■ **About this task**
Locate the string "Option" in the records below. Copy every line where it occurs.

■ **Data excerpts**
=== Section Start ===
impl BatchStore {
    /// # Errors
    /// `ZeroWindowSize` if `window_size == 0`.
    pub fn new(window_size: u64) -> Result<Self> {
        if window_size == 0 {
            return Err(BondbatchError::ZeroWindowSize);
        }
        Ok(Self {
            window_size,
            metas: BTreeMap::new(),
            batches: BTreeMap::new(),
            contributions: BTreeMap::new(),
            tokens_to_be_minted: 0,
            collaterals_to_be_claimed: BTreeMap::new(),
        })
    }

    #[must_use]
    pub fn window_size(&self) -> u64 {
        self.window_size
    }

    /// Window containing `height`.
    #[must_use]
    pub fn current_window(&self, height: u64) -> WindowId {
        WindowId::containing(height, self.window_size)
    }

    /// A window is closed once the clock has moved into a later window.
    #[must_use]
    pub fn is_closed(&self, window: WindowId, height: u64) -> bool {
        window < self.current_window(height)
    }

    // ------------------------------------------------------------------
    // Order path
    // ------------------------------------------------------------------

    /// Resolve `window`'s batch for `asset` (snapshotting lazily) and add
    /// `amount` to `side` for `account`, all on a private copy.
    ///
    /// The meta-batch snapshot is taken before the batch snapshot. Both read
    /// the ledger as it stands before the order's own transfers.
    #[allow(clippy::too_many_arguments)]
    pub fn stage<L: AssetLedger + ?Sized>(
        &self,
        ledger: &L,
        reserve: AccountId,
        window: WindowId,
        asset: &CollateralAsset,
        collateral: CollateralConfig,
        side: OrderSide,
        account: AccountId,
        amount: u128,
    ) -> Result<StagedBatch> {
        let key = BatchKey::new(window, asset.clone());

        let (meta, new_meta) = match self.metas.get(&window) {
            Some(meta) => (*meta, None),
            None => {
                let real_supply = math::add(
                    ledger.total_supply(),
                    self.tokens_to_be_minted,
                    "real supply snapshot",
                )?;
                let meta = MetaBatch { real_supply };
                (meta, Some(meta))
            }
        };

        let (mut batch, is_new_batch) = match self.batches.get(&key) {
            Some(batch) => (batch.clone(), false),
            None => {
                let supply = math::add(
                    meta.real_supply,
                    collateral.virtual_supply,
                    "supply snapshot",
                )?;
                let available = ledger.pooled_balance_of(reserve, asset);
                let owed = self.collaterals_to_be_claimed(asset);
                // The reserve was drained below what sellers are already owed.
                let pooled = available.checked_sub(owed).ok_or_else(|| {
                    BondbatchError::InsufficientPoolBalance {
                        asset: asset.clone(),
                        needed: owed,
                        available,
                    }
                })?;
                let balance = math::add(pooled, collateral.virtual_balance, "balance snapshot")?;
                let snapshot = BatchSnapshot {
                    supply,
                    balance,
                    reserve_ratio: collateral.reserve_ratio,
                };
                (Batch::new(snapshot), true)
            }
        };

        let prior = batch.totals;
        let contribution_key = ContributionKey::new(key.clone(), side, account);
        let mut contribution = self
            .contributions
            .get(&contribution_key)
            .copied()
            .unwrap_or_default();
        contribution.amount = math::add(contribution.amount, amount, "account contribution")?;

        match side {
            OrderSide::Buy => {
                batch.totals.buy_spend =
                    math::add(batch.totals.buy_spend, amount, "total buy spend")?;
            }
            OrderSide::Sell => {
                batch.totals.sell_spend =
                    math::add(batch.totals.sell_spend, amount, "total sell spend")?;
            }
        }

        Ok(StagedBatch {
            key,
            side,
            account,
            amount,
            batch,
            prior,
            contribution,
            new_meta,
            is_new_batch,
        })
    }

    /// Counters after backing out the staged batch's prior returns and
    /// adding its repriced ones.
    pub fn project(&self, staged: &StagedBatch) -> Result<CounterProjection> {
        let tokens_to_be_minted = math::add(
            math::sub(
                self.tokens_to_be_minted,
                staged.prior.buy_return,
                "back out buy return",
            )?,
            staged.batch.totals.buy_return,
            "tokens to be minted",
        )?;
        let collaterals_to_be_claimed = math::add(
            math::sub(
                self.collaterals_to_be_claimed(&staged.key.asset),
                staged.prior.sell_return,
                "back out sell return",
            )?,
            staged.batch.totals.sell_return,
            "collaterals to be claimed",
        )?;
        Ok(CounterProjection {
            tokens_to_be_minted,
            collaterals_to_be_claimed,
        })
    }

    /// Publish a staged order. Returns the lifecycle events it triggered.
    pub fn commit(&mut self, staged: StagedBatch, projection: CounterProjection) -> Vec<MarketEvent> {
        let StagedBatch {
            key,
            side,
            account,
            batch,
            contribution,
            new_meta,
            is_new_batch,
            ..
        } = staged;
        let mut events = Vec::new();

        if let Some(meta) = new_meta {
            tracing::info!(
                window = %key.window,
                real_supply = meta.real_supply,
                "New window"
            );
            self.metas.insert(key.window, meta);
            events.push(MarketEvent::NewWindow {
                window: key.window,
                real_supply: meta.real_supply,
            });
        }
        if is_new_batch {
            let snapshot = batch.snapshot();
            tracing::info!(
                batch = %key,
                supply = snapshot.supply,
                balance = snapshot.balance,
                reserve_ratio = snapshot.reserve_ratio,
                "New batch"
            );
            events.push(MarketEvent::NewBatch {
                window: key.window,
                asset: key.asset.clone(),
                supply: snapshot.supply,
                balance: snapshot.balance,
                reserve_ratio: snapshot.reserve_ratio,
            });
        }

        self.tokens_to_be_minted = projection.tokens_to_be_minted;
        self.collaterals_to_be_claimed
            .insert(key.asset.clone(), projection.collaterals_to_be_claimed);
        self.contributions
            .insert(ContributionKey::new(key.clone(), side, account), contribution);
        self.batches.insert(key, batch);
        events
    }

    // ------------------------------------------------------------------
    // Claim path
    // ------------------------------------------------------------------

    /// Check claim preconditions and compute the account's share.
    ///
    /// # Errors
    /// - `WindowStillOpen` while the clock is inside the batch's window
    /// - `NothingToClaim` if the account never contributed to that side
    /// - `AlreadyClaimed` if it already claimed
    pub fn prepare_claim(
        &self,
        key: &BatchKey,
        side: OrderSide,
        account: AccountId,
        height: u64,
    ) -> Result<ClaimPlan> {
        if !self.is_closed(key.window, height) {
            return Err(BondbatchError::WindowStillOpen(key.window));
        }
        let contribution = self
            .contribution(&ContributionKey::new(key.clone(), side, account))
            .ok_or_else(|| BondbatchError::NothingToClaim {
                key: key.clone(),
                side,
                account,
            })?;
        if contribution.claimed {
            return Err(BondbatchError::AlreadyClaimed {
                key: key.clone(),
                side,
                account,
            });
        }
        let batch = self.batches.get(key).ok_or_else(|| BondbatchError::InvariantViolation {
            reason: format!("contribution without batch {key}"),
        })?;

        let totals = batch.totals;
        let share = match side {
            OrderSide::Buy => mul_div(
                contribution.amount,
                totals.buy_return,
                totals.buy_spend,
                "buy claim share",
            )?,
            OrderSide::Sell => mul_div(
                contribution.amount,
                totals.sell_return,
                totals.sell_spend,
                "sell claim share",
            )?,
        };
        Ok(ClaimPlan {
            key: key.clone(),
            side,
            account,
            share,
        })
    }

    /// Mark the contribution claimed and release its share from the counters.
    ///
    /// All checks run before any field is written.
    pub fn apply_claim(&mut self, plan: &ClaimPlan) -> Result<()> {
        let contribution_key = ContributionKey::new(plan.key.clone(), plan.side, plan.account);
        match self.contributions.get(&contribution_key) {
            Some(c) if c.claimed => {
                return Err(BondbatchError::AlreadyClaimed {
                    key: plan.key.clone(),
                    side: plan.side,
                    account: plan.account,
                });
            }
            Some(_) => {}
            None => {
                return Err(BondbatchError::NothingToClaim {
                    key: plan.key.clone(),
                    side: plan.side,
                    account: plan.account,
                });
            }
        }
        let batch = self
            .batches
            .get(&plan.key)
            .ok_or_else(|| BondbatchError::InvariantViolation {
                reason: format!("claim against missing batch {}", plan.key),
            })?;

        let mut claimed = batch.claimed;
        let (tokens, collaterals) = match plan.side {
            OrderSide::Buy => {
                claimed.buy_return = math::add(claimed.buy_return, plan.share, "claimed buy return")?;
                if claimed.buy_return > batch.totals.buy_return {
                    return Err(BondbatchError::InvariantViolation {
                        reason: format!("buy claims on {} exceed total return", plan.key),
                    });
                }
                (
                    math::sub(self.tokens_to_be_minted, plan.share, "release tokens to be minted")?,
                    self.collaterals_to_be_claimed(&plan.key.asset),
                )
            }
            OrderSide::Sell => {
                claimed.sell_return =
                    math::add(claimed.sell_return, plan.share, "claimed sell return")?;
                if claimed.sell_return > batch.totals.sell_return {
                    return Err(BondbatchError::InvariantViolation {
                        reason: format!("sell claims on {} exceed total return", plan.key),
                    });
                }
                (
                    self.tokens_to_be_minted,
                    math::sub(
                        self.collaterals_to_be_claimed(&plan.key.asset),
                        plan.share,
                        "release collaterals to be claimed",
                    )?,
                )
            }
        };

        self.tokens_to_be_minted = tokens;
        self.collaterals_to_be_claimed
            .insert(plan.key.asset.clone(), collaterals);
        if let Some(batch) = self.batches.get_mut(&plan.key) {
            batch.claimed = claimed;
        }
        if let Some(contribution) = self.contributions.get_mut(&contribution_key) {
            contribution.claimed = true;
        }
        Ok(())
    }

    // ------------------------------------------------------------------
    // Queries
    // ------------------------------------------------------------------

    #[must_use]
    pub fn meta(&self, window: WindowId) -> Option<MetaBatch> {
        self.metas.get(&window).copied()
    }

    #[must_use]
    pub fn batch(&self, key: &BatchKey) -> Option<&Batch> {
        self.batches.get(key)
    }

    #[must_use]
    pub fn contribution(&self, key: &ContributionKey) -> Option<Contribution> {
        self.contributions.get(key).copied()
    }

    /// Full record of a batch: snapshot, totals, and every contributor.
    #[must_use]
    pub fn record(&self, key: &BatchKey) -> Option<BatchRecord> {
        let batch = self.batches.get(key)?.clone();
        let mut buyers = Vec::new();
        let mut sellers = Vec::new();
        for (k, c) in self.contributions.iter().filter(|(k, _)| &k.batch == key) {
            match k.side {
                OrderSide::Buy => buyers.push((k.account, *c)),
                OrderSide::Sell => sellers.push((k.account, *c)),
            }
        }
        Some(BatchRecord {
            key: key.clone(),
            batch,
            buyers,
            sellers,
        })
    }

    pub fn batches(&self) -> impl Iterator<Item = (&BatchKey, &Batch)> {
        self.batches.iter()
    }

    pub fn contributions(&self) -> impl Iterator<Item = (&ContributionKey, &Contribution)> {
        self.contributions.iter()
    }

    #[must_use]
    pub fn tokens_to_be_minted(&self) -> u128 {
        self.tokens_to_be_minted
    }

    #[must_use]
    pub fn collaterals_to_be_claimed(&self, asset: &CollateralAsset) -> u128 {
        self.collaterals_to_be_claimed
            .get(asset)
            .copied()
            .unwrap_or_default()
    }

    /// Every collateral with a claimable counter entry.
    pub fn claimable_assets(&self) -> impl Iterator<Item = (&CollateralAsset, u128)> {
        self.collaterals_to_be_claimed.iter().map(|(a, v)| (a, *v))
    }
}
=== Section End ===
■ **Output**
    pub fn meta(&self, window: WindowId) -> Option<MetaBatch> {
    pub fn batch(&self, key: &BatchKey) -> Option<&Batch> {
    pub fn contribution(&self, key: &ContributionKey) -> Option<Contribution> {
    pub fn record(&self, key: &BatchKey) -> Option<BatchRecord> {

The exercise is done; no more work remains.